* WORK REQUEST: Your answer should consist of each line from the data below that contains "tests".

* Saved entries:
[Start of Attachment]

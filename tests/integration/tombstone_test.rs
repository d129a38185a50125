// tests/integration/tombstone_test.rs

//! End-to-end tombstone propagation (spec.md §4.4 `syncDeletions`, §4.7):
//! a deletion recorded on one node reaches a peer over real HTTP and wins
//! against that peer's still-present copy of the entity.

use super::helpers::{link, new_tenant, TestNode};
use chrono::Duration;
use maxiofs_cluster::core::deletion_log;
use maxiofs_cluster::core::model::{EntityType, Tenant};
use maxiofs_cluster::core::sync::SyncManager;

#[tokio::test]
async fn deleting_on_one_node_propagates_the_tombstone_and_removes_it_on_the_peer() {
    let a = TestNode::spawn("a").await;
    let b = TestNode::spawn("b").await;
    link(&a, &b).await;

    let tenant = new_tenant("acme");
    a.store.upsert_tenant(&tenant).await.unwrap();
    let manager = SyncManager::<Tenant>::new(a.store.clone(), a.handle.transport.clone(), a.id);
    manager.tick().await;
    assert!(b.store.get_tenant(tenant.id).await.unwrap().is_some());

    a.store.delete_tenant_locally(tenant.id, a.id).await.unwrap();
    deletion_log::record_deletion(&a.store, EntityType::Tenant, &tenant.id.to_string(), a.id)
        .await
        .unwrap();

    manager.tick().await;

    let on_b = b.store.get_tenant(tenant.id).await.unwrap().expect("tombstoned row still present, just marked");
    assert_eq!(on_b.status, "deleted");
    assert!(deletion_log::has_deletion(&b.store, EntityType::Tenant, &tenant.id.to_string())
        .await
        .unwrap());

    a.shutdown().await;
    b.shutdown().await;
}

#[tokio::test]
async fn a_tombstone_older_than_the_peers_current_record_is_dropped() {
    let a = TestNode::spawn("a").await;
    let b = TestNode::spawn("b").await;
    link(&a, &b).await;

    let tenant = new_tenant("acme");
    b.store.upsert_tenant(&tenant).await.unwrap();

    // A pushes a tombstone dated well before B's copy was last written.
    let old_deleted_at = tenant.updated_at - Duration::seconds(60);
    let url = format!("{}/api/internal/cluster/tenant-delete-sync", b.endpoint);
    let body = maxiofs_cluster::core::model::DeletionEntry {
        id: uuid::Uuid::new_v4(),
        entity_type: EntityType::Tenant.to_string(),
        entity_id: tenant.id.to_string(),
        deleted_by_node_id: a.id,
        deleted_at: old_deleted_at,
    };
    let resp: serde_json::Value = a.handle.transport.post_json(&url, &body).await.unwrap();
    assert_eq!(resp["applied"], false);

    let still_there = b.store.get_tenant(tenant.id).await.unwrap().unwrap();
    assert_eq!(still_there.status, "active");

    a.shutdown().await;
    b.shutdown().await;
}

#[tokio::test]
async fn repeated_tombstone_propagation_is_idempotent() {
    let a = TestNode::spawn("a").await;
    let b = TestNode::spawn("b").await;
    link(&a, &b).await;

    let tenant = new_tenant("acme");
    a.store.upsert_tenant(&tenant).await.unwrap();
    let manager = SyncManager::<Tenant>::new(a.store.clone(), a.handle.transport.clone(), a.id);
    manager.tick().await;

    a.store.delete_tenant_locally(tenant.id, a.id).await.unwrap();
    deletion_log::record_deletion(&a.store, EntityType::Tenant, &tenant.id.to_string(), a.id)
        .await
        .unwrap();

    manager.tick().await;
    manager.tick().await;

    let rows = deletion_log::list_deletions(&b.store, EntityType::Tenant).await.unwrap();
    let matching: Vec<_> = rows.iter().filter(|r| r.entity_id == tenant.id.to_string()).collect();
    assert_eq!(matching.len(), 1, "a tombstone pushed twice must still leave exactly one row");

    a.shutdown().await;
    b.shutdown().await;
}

[End of Attachment]

* SOLUTION:
filename tests/integration/tombstone_test.rs
// tests/integration/tombstone_test.rs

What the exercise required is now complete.